Many thought a Trump victory was the elixir needed to get the economy and markets moving, and that sentiment was on full display with an immediate bullish response on November 9. Bonds were trashed, an amazing allocation shift that happened swiftly and with bold strokes.
Markets tend to punish complacency when you least expect it. As the volatility was sucked dry, investors and traders were talking about how the new regime was going to flip the economy over on its side and create enormous wealth and prosperity so we’ll all live happily ever after. Well, that notion is certainly gone now, especially for some of the better performing names this year.
Distribution signs have been showing up for a while now, and if markets are not going up? They are likely to head lower. But frankly, some mild selling is not unusual. Perhaps there is a catalyst for buyers to step up, because a fixed income is certainly not the best alternative. When breadth weakens, strong opens are sold off (and heavy selling is a sign of institutional distribution). These bursts of selling occur quite frequently, and with high frequency and algorithmic traders chasing down trends to keep them moving, we tend to see exaggerated moves.

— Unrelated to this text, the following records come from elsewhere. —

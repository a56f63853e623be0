//! # Server Configuration
//!
//! This module contains the server setup and configuration for the auth service.

use std::sync::Arc;
use std::time::Duration;

use axum::{
    Router, middleware,
    routing::{get, post},
};
use chrono::Utc;
use sea_orm::DatabaseConnection;
use tokio::task::JoinHandle;
use tower_http::trace::TraceLayer;
use utoipa::OpenApi;
use utoipa_swagger_ui::SwaggerUi;

use crate::config::{AppConfig, OAuthSettings};
use crate::handlers;
use crate::oauth::IdentityProvider;
use crate::repositories::OAuthStateRepository;
use crate::telemetry;

/// How often expired entries are purged from the state nonce ledger.
const NONCE_CLEANUP_INTERVAL: Duration = Duration::from_secs(300);

/// Application state containing shared resources
#[derive(Clone)]
pub struct AppState {
    pub config: Arc<AppConfig>,
    pub oauth: Arc<OAuthSettings>,
    pub db: DatabaseConnection,
    pub provider: Arc<dyn IdentityProvider>,
}

/// Creates and configures the Axum application router
pub fn create_app(state: AppState) -> Router {
    Router::new()
        .route("/", get(handlers::root))
        .route("/healthz", get(handlers::healthz))
        .route("/api/auth/login", get(handlers::auth::login))
        .route("/api/auth/callback", get(handlers::auth::callback))
        .route("/api/auth/me", get(handlers::auth::me))
        .route("/api/auth/logout", post(handlers::auth::logout))
        .with_state(state)
        .merge(SwaggerUi::new("/docs").url("/openapi.json", ApiDoc::openapi()))
        .layer(middleware::from_fn(telemetry::trace_context_middleware))
        .layer(TraceLayer::new_for_http())
}

/// Spawn the background task purging expired state nonces.
pub fn spawn_nonce_janitor(db: DatabaseConnection) -> JoinHandle<()> {
    tokio::spawn(async move {
        let mut ticker = tokio::time::interval(NONCE_CLEANUP_INTERVAL);
        loop {
            ticker.tick().await;
            match OAuthStateRepository::new(&db).cleanup_expired(Utc::now()).await {
                Ok(0) => {}
                Ok(removed) => tracing::debug!(removed, "Purged expired OAuth state nonces"),
                Err(err) => tracing::warn!(error = %err, "Failed to purge OAuth state nonces"),
            }
        }
    })
}

/// Starts the server and serves until Ctrl-C
pub async fn run_server(
    config: AppConfig,
    oauth: OAuthSettings,
    db: DatabaseConnection,
    provider: Arc<dyn IdentityProvider>,
) -> Result<(), Box<dyn std::error::Error>> {
    // Resolve the configured bind address
    let addr = config
        .bind_addr()
        .map_err(|e| format!("Invalid server address: {}", e))?;

    let janitor = oauth
        .state_single_use
        .then(|| spawn_nonce_janitor(db.clone()));

    let state = AppState {
        config: Arc::new(config),
        oauth: Arc::new(oauth),
        db,
        provider,
    };
    let profile = state.config.profile.clone();
    let app = create_app(state);

    let listener = tokio::net::TcpListener::bind(addr).await?;
    tracing::info!(%addr, %profile, "Server listening");

    axum::serve(listener, app)
        .with_graceful_shutdown(shutdown_signal())
        .await?;

    if let Some(janitor) = janitor {
        janitor.abort();
    }
    tracing::info!("Server stopped");

    Ok(())
}

async fn shutdown_signal() {
    if let Err(err) = tokio::signal::ctrl_c().await {
        tracing::error!(error = %err, "Failed to listen for shutdown signal");
        std::future::pending::<()>().await;
    }
    tracing::info!("Shutdown signal received");
}

/// OpenAPI documentation
#[derive(OpenApi)]
#[openapi(
    paths(
        crate::handlers::root,
        crate::handlers::healthz,
        crate::handlers::auth::login,
        crate::handlers::auth::callback,
        crate::handlers::auth::me,
        crate::handlers::auth::logout,
    ),
    components(
        schemas(
            crate::models::ServiceInfo,
            crate::handlers::HealthResponse,
            crate::models::user_identity::UserIdentityResponse,
            crate::error::ApiError,
        )
    ),
    tags(
        (name = "root", description = "Service metadata"),
        (name = "auth", description = "OAuth login and session endpoints")
    ),
    info(
        title = "Collab Auth API",
        description = "OAuth authorization-code login and session issuance",
        version = env!("CARGO_PKG_VERSION"),
    )
)]
pub struct ApiDoc;
//! # OAuth State Nonce Model
//!
//! Ledger of state nonces already redeemed by a callback. Only written when
//! single-use state tokens are enabled.

use sea_orm::ActiveModelBehavior;
use sea_orm::entity::prelude::*;
use serde::{Deserialize, Serialize};

#[derive(Clone, Debug, PartialEq, Eq, DeriveEntityModel, Serialize, Deserialize)]
#[sea_orm(table_name = "oauth_state_nonces")]
pub struct Model {
    /// Nonce carried by the redeemed state token
    #[sea_orm(primary_key, auto_increment = false)]
    pub nonce: String,

    /// After this instant the matching state cookie has expired anyway
    pub expires_at: chrono::DateTime<chrono::Utc>,

    /// When the callback redeemed the nonce
    pub consumed_at: chrono::DateTime<chrono::Utc>,
}

#[derive(Copy, Clone, Debug, EnumIter, DeriveRelation)]
pub enum Relation {}

impl ActiveModelBehavior for ActiveModel {}
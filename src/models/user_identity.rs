//! # User Identity Model
//!
//! Local record of an identity provider subject, keyed by the provider-derived
//! external id and refreshed on every login.

use sea_orm::ActiveModelBehavior;
use sea_orm::entity::prelude::*;
use serde::{Deserialize, Serialize};
use utoipa::ToSchema;

/// User identity entity
#[derive(Clone, Debug, PartialEq, Eq, DeriveEntityModel)]
#[sea_orm(table_name = "user_identities")]
pub struct Model {
    /// Surrogate primary key
    #[sea_orm(primary_key)]
    pub id: i32,

    /// Provider-derived identity key (email, falling back to the provider id)
    #[sea_orm(unique)]
    pub external_id: String,

    pub name: Option<String>,

    pub email: Option<String>,

    /// Avatar URL as reported by the provider
    pub avatar: Option<String>,

    /// Latest provider access token; doubles as the session bearer value
    pub access_token: String,

    pub refresh_token: Option<String>,

    /// When the access token (and so the session cookie) expires
    pub token_expires_at: chrono::DateTime<chrono::Utc>,

    pub created_at: chrono::DateTime<chrono::Utc>,

    pub updated_at: chrono::DateTime<chrono::Utc>,
}

#[derive(Copy, Clone, Debug, EnumIter, DeriveRelation)]
pub enum Relation {}

impl ActiveModelBehavior for ActiveModel {}

/// Public view of a user identity; never exposes tokens
#[derive(Debug, Clone, Serialize, Deserialize, ToSchema)]
pub struct UserIdentityResponse {
    /// Provider-derived identity key
    pub external_id: String,
    /// Display name
    pub name: Option<String>,
    /// Email address
    pub email: Option<String>,
    /// Avatar URL
    pub avatar: Option<String>,
    /// Session expiry (RFC 3339)
    pub session_expires_at: String,
}

impl From<Model> for UserIdentityResponse {
    fn from(model: Model) -> Self {
        Self {
            external_id: model.external_id,
            name: model.name,
            email: model.email,
            avatar: model.avatar,
            session_expires_at: model.token_expires_at.to_rfc3339(),
        }
    }
}
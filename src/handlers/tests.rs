//! # Tests for Handlers
//!
//! This module contains unit tests for API handlers.

use std::sync::Arc;

use async_trait::async_trait;
use axum::{
    body::Body,
    extract::State,
    http::{Request, StatusCode, header},
    response::Json,
};
use http_body_util::BodyExt;
use migration::{Migrator, MigratorTrait};
use sea_orm::{Database, DatabaseConnection};
use serde_json::Value;
use tower::ServiceExt;

use crate::config::{AppConfig, OAuthSettings};
use crate::handlers::{healthz, root};
use crate::oauth::{ExchangeError, IdentityProvider, ProviderCall, TokenSet, UserProfile};
use crate::server::{AppState, create_app};

/// Provider that refuses every call; handler tests never reach the exchange.
struct UnreachableProvider;

#[async_trait]
impl IdentityProvider for UnreachableProvider {
    async fn exchange_code(&self, _code: &str) -> Result<TokenSet, ExchangeError> {
        Err(ExchangeError::MissingPayload {
            call: ProviderCall::TokenExchange,
        })
    }

    async fn fetch_profile(&self, _access_token: &str) -> Result<UserProfile, ExchangeError> {
        Err(ExchangeError::MissingPayload {
            call: ProviderCall::ProfileFetch,
        })
    }
}

fn test_state(db: DatabaseConnection) -> AppState {
    let config = AppConfig {
        client_id: Some("client-123".to_string()),
        client_secret: Some("secret-456".to_string()),
        redirect_uri: Some("https://app.example.com/api/auth/callback".to_string()),
        ..Default::default()
    };
    let oauth = OAuthSettings::from_config(&config).unwrap();

    AppState {
        config: Arc::new(config),
        oauth: Arc::new(oauth),
        db,
        provider: Arc::new(UnreachableProvider),
    }
}

async fn migrated_db() -> DatabaseConnection {
    let db = Database::connect("sqlite::memory:").await.unwrap();
    Migrator::up(&db, None).await.unwrap();
    db
}

#[tokio::test]
async fn test_root_handler_returns_expected_service_info() {
    let Json(service_info) = root().await;

    assert_eq!(service_info.service, "collab-auth");
    assert_eq!(service_info.version, env!("CARGO_PKG_VERSION"));
}

#[tokio::test]
async fn test_healthz_ok_with_database() {
    let state = test_state(migrated_db().await);

    let (status, Json(body)) = healthz(State(state)).await;

    assert_eq!(status, StatusCode::OK);
    assert!(body.database);
}

#[tokio::test]
async fn test_responses_carry_trace_id_header() {
    let app = create_app(test_state(migrated_db().await));

    let response = app
        .oneshot(Request::builder().uri("/").body(Body::empty()).unwrap())
        .await
        .unwrap();

    assert_eq!(response.status(), StatusCode::OK);
    let trace_id = response.headers().get("x-trace-id").unwrap();
    assert_eq!(trace_id.len(), 32);
}

#[tokio::test]
async fn test_me_without_cookie_is_problem_json() {
    let app = create_app(test_state(migrated_db().await));

    let response = app
        .oneshot(
            Request::builder()
                .uri("/api/auth/me")
                .body(Body::empty())
                .unwrap(),
        )
        .await
        .unwrap();

    assert_eq!(response.status(), StatusCode::UNAUTHORIZED);
    assert_eq!(
        response.headers().get(header::CONTENT_TYPE).unwrap(),
        "application/problem+json"
    );

    let body = response.into_body().collect().await.unwrap().to_bytes();
    let json: Value = serde_json::from_slice(&body).unwrap();
    assert_eq!(json["code"], "UNAUTHORIZED");
    assert!(json["trace_id"].is_string());
}

#[tokio::test]
async fn test_openapi_document_lists_auth_paths() {
    let app = create_app(test_state(DatabaseConnection::default()));

    let response = app
        .oneshot(
            Request::builder()
                .uri("/openapi.json")
                .body(Body::empty())
                .unwrap(),
        )
        .await
        .unwrap();

    assert_eq!(response.status(), StatusCode::OK);
    let body = response.into_body().collect().await.unwrap().to_bytes();
    let json: Value = serde_json::from_slice(&body).unwrap();
    for path in [
        "/api/auth/login",
        "/api/auth/callback",
        "/api/auth/me",
        "/api/auth/logout",
    ] {
        assert!(json["paths"].get(path).is_some(), "missing {path}");
    }
}
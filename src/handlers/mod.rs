//! # API Handlers
//!
//! This module contains all the HTTP endpoint handlers for the auth service.

pub mod auth;

use axum::{extract::State, http::StatusCode, response::Json};
use serde::{Deserialize, Serialize};
use utoipa::ToSchema;

use crate::db;
use crate::models::ServiceInfo;
use crate::server::AppState;

/// Health check response
#[derive(Debug, Clone, Serialize, Deserialize, ToSchema)]
pub struct HealthResponse {
    /// "ok" or "degraded"
    pub status: String,
    /// Whether the identity store answered
    pub database: bool,
}

/// Root handler that returns basic service information
#[utoipa::path(
    get,
    path = "/",
    responses(
        (status = 200, description = "Service information", body = ServiceInfo)
    ),
    tag = "root"
)]
pub async fn root() -> Json<ServiceInfo> {
    Json(ServiceInfo::default())
}

/// Liveness and database reachability
#[utoipa::path(
    get,
    path = "/healthz",
    responses(
        (status = 200, description = "Service healthy", body = HealthResponse),
        (status = 503, description = "Database unreachable", body = HealthResponse)
    ),
    tag = "root"
)]
pub async fn healthz(State(state): State<AppState>) -> (StatusCode, Json<HealthResponse>) {
    match db::health_check(&state.db).await {
        Ok(()) => (
            StatusCode::OK,
            Json(HealthResponse {
                status: "ok".to_string(),
                database: true,
            }),
        ),
        Err(err) => {
            tracing::warn!(error = %err, "Health check failed");
            (
                StatusCode::SERVICE_UNAVAILABLE,
                Json(HealthResponse {
                    status: "degraded".to_string(),
                    database: false,
                }),
            )
        }
    }
}

#[cfg(test)]
mod tests;
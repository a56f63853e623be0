//! # OAuth State Repository
//!
//! Ledger of redeemed state nonces backing single-use state tokens.

use chrono::{DateTime, Utc};
use sea_orm::sea_query::OnConflict;
use sea_orm::{ColumnTrait, DatabaseConnection, EntityTrait, QueryFilter, Set};

use crate::error::RepositoryError;
use crate::models::oauth_state::{ActiveModel, Column, Entity};

/// Repository for consumed OAuth state nonces
pub struct OAuthStateRepository<'a> {
    db: &'a DatabaseConnection,
}

impl<'a> OAuthStateRepository<'a> {
    pub fn new(db: &'a DatabaseConnection) -> Self {
        Self { db }
    }

    /// Record `nonce` as redeemed.
    ///
    /// Returns `true` for the first redemption and `false` when the nonce was
    /// already in the ledger. The check and the write are one statement.
    pub async fn consume(
        &self,
        nonce: &str,
        expires_at: DateTime<Utc>,
        now: DateTime<Utc>,
    ) -> Result<bool, RepositoryError> {
        if nonce.is_empty() {
            return Err(RepositoryError::validation_error("nonce cannot be empty"));
        }

        let entry = ActiveModel {
            nonce: Set(nonce.to_string()),
            expires_at: Set(expires_at),
            consumed_at: Set(now),
        };

        let inserted = Entity::insert(entry)
            .on_conflict(OnConflict::column(Column::Nonce).do_nothing().to_owned())
            .exec_without_returning(self.db)
            .await
            .map_err(RepositoryError::database_error)?;

        Ok(inserted == 1)
    }

    /// Delete ledger entries whose state tokens have expired.
    pub async fn cleanup_expired(&self, now: DateTime<Utc>) -> Result<u64, RepositoryError> {
        let result = Entity::delete_many()
            .filter(Column::ExpiresAt.lt(now))
            .exec(self.db)
            .await
            .map_err(RepositoryError::database_error)?;

        Ok(result.rows_affected)
    }
}
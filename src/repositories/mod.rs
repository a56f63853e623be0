//! # Repository Layer
//!
//! Repository implementations that encapsulate SeaORM operations for the
//! identity store and the state nonce ledger.

pub mod oauth_state;
pub mod user_identity;

pub use oauth_state::OAuthStateRepository;
pub use user_identity::{UpsertUserIdentity, UserIdentityRepository};
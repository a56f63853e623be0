//! # Session Resolution
//!
//! Resolves the `session` cookie issued by the login callback to the identity
//! it was issued for. This is the "given a session token, identify the user"
//! contract offered to the rest of the application.

use axum::{extract::FromRequestParts, http::request::Parts};
use axum_extra::extract::cookie::CookieJar;
use chrono::Utc;

use crate::error::{ApiError, unauthorized};
use crate::models::user_identity::Model as UserIdentityModel;
use crate::oauth::SESSION_COOKIE;
use crate::repositories::UserIdentityRepository;
use crate::server::AppState;

/// Identity behind a valid session cookie.
///
/// Rejects with `401` when the cookie is absent, does not match the latest
/// access token of any identity, or has outlived the token's expiry.
#[derive(Debug, Clone)]
pub struct SessionUser(pub UserIdentityModel);

impl FromRequestParts<AppState> for SessionUser {
    type Rejection = ApiError;

    async fn from_request_parts(
        parts: &mut Parts,
        state: &AppState,
    ) -> Result<Self, Self::Rejection> {
        let jar = CookieJar::from_headers(&parts.headers);
        let token = jar
            .get(SESSION_COOKIE)
            .map(|cookie| cookie.value().to_string())
            .filter(|value| !value.is_empty())
            .ok_or_else(|| unauthorized(Some("Session cookie missing")))?;

        let identity = UserIdentityRepository::new(&state.db)
            .find_by_access_token(&token)
            .await?
            .ok_or_else(|| unauthorized(Some("Session is not recognized")))?;

        if identity.token_expires_at <= Utc::now() {
            tracing::debug!(external_id = %identity.external_id, "Session token expired");
            return Err(unauthorized(Some("Session expired")));
        }

        Ok(SessionUser(identity))
    }
}
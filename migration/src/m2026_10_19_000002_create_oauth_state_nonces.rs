use sea_orm_migration::prelude::*;

#[derive(DeriveMigrationName)]
pub struct Migration;

#[async_trait::async_trait]
impl MigrationTrait for Migration {
    async fn up(&self, manager: &SchemaManager) -> Result<(), DbErr> {
        manager
            .create_table(
                Table::create()
                    .table(OAuthStateNonce::Table)
                    .if_not_exists()
                    .col(
                        ColumnDef::new(OAuthStateNonce::Nonce)
                            .string()
                            .not_null()
                            .primary_key(),
                    )
                    .col(
                        ColumnDef::new(OAuthStateNonce::ExpiresAt)
                            .timestamp_with_time_zone()
                            .not_null(),
                    )
                    .col(
                        ColumnDef::new(OAuthStateNonce::ConsumedAt)
                            .timestamp_with_time_zone()
                            .not_null()
                            .default(Expr::current_timestamp()),
                    )
                    .to_owned(),
            )
            .await?;

        // Index on expires_at for the janitor sweep
        manager
            .create_index(
                Index::create()
                    .name("idx_oauth_state_nonces_expires_at")
                    .table(OAuthStateNonce::Table)
                    .col(OAuthStateNonce::ExpiresAt)
                    .to_owned(),
            )
            .await
    }

    async fn down(&self, manager: &SchemaManager) -> Result<(), DbErr> {
        manager
            .drop_table(Table::drop().table(OAuthStateNonce::Table).to_owned())
            .await
    }
}

#[derive(DeriveIden)]
enum OAuthStateNonce {
    #[sea_orm(iden = "oauth_state_nonces")]
    Table,
    Nonce,
    ExpiresAt,
    ConsumedAt,
}
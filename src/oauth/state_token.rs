//! Anti-forgery state token codec.
//!
//! A [`StateToken`] is minted per login attempt, serialized as JSON and encoded
//! as URL-safe unpadded base64 so the same string can travel as the `state`
//! query parameter and as the `oauth_state` cookie value.

use base64::{Engine as _, engine::general_purpose::URL_SAFE_NO_PAD};
use chrono::{DateTime, Duration, Utc};
use rand::{RngCore, rngs::OsRng};
use serde::{Deserialize, Serialize};
use subtle::ConstantTimeEq;
use thiserror::Error;

/// Number of random bytes in a nonce.
const NONCE_BYTES: usize = 32;

/// Upper bound on an encoded token accepted for decoding.
const MAX_ENCODED_LEN: usize = 512;

/// Errors produced when decoding a state token.
#[derive(Debug, Error)]
pub enum StateTokenError {
    #[error("state token exceeds {MAX_ENCODED_LEN} bytes")]
    TooLong,
    #[error("state token is not valid base64: {0}")]
    Base64(#[from] base64::DecodeError),
    #[error("state token payload is malformed: {0}")]
    Payload(#[from] serde_json::Error),
    #[error("state token nonce is empty")]
    EmptyNonce,
}

/// Anti-forgery token round-tripped through the identity provider.
#[derive(Debug, Clone, PartialEq, Eq, Serialize, Deserialize)]
pub struct StateToken {
    pub nonce: String,
    pub issued_at: DateTime<Utc>,
}

impl StateToken {
    /// Mint a token with a fresh nonce from the OS random source.
    pub fn generate(now: DateTime<Utc>) -> Self {
        let mut bytes = [0u8; NONCE_BYTES];
        OsRng.fill_bytes(&mut bytes);

        Self {
            nonce: URL_SAFE_NO_PAD.encode(bytes),
            issued_at: now,
        }
    }

    /// Transport encoding shared by the authorization URL and the cookie.
    pub fn encode(&self) -> String {
        // Serializing a String and a DateTime cannot fail.
        let json = serde_json::to_vec(self).unwrap_or_default();
        URL_SAFE_NO_PAD.encode(json)
    }

    pub fn decode(encoded: &str) -> Result<Self, StateTokenError> {
        if encoded.len() > MAX_ENCODED_LEN {
            return Err(StateTokenError::TooLong);
        }

        let json = URL_SAFE_NO_PAD.decode(encoded)?;
        let token: StateToken = serde_json::from_slice(&json)?;
        if token.nonce.is_empty() {
            return Err(StateTokenError::EmptyNonce);
        }
        Ok(token)
    }

    /// Instant after which the token is no longer redeemable.
    pub fn expires_at(&self, ttl: Duration) -> DateTime<Utc> {
        self.issued_at
            .checked_add_signed(ttl)
            .unwrap_or(DateTime::<Utc>::MAX_UTC)
    }

    pub fn is_expired(&self, ttl: Duration, now: DateTime<Utc>) -> bool {
        now >= self.expires_at(ttl)
    }
}

/// Exact byte comparison of the returned `state` against the stored cookie,
/// in constant time for equal-length inputs.
pub fn matches_cookie(returned: &str, stored: &str) -> bool {
    returned.len() == stored.len() && bool::from(returned.as_bytes().ct_eq(stored.as_bytes()))
}
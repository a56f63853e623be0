//! # Error Handling
//!
//! Errors for the JSON endpoints use a problem+json envelope with trace ID
//! propagation. Login flow failures never reach this type: they are rendered as
//! redirects by [`crate::oauth::LoginFailure`].

use axum::{
    http::{HeaderMap, HeaderValue, StatusCode},
    response::{IntoResponse, Response},
};
use serde::Serialize;
use thiserror::Error;
use utoipa::ToSchema;

use crate::telemetry;

/// Unified API error response structure
#[derive(Debug, Clone, Serialize, ToSchema)]
pub struct ApiError {
    /// HTTP status code for the response
    #[serde(skip_serializing, skip_deserializing)]
    pub status: StatusCode,
    /// Error code for programmatic handling
    pub code: Box<str>,
    /// Human-readable error message
    pub message: Box<str>,
    /// Correlation trace ID for debugging (optional)
    #[serde(skip_serializing_if = "Option::is_none")]
    pub trace_id: Option<Box<str>>,
}

impl ApiError {
    /// Create a new API error with the given status code and message
    pub fn new<S: Into<String>>(status: StatusCode, code: S, message: S) -> Self {
        Self {
            status,
            code: code.into().into_boxed_str(),
            message: message.into().into_boxed_str(),
            trace_id: Self::current_trace_id(),
        }
    }

    /// Request trace ID, or a short correlation ID outside a traced request
    fn current_trace_id() -> Option<Box<str>> {
        telemetry::current_trace_id()
            .map(|trace_id| trace_id.into_boxed_str())
            .or_else(|| {
                Some(format!("corr-{}", &uuid::Uuid::new_v4().to_string()[..8]).into_boxed_str())
            })
    }
}

impl IntoResponse for ApiError {
    fn into_response(self) -> Response {
        let mut headers = HeaderMap::new();
        headers.insert(
            "content-type",
            HeaderValue::from_static("application/problem+json"),
        );

        (self.status, headers, axum::Json(self)).into_response()
    }
}

impl From<sea_orm::DbErr> for ApiError {
    fn from(error: sea_orm::DbErr) -> Self {
        match error {
            sea_orm::DbErr::RecordNotFound(record) => Self::new(
                StatusCode::NOT_FOUND,
                "NOT_FOUND",
                &format!("Record not found: {}", record),
            ),
            sea_orm::DbErr::Conn(connection_err) => {
                tracing::error!("Database connection error: {:?}", connection_err);
                Self::new(
                    StatusCode::SERVICE_UNAVAILABLE,
                    "SERVICE_UNAVAILABLE",
                    "Database service unavailable",
                )
            }
            _ => {
                tracing::error!("Database error: {:?}", error);
                Self::new(
                    StatusCode::INTERNAL_SERVER_ERROR,
                    "INTERNAL_SERVER_ERROR",
                    "Database error occurred",
                )
            }
        }
    }
}

impl From<RepositoryError> for ApiError {
    fn from(error: RepositoryError) -> Self {
        match error {
            RepositoryError::Database(db_err) => db_err.into(),
            RepositoryError::Validation(message) => {
                Self::new(StatusCode::BAD_REQUEST, "VALIDATION_FAILED", &message)
            }
        }
    }
}

/// Errors raised by the persistence layer
#[derive(Debug, Error)]
pub enum RepositoryError {
    #[error("database error: {0}")]
    Database(#[from] sea_orm::DbErr),
    #[error("validation failed: {0}")]
    Validation(String),
}

impl RepositoryError {
    pub fn database_error(err: sea_orm::DbErr) -> Self {
        Self::Database(err)
    }

    pub fn validation_error<S: Into<String>>(message: S) -> Self {
        Self::Validation(message.into())
    }
}

/// Create an unauthorized error (401)
pub fn unauthorized(message: Option<&str>) -> ApiError {
    let msg = message.unwrap_or("Authentication required");
    ApiError::new(StatusCode::UNAUTHORIZED, "UNAUTHORIZED", msg)
}

#[cfg(test)]
mod tests {
    use super::*;

    #[test]
    fn test_api_error_basic() {
        let error = ApiError::new(StatusCode::BAD_REQUEST, "VALIDATION_FAILED", "Bad input");
        assert_eq!(error.status, StatusCode::BAD_REQUEST);
        assert_eq!(error.code.as_ref(), "VALIDATION_FAILED");
        assert_eq!(error.message.as_ref(), "Bad input");
        assert!(error.trace_id.is_some());
    }

    #[test]
    fn test_content_type_header() {
        let response = unauthorized(None).into_response();
        assert_eq!(response.status(), StatusCode::UNAUTHORIZED);
        assert_eq!(
            response.headers().get("content-type").unwrap(),
            "application/problem+json"
        );
    }

    #[test]
    fn test_connection_error_hides_internal_message() {
        let error: ApiError = RepositoryError::database_error(sea_orm::DbErr::Conn(
            sea_orm::RuntimeErr::Internal("connection string leaked".to_string()),
        ))
        .into();
        assert_eq!(error.status, StatusCode::SERVICE_UNAVAILABLE);
        assert!(!error.message.contains("leaked"));
    }

    #[test]
    fn test_database_error_mapping() {
        let error: ApiError = sea_orm::DbErr::RecordNotFound("user".to_string()).into();
        assert_eq!(error.status, StatusCode::NOT_FOUND);

        let error: ApiError = RepositoryError::validation_error("external id is empty").into();
        assert_eq!(error.status, StatusCode::BAD_REQUEST);
        assert_eq!(error.code.as_ref(), "VALIDATION_FAILED");
    }

    #[test]
    fn test_serialization_skips_status() {
        let error = unauthorized(Some("Session expired"));
        let json = serde_json::to_value(&error).unwrap();
        assert!(json.get("status").is_none());
        assert_eq!(json["code"], "UNAUTHORIZED");
        assert_eq!(json["message"], "Session expired");
        assert!(json["trace_id"].is_string());
    }
}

However, we must pay attention to where the big money is flowing. There has been mild distribution the past few weeks, and when volatility doesn’t move, that wreaks havoc on both bullish and bearish plays. Volatility does not have to rise sharply to see distribution nor does a massive selloff have to occur.
I suspect much of the selling is wiping out the froth created post election and creating a safe haven before the Fed meeting in two weeks (when everyone expects the committee to raise the funds rate). No matter what, we’ll pay close attention to the indicators and move with them. Most are lining up bullish in the intermediate term but flattening out in the short term, so we’ll follow their lead.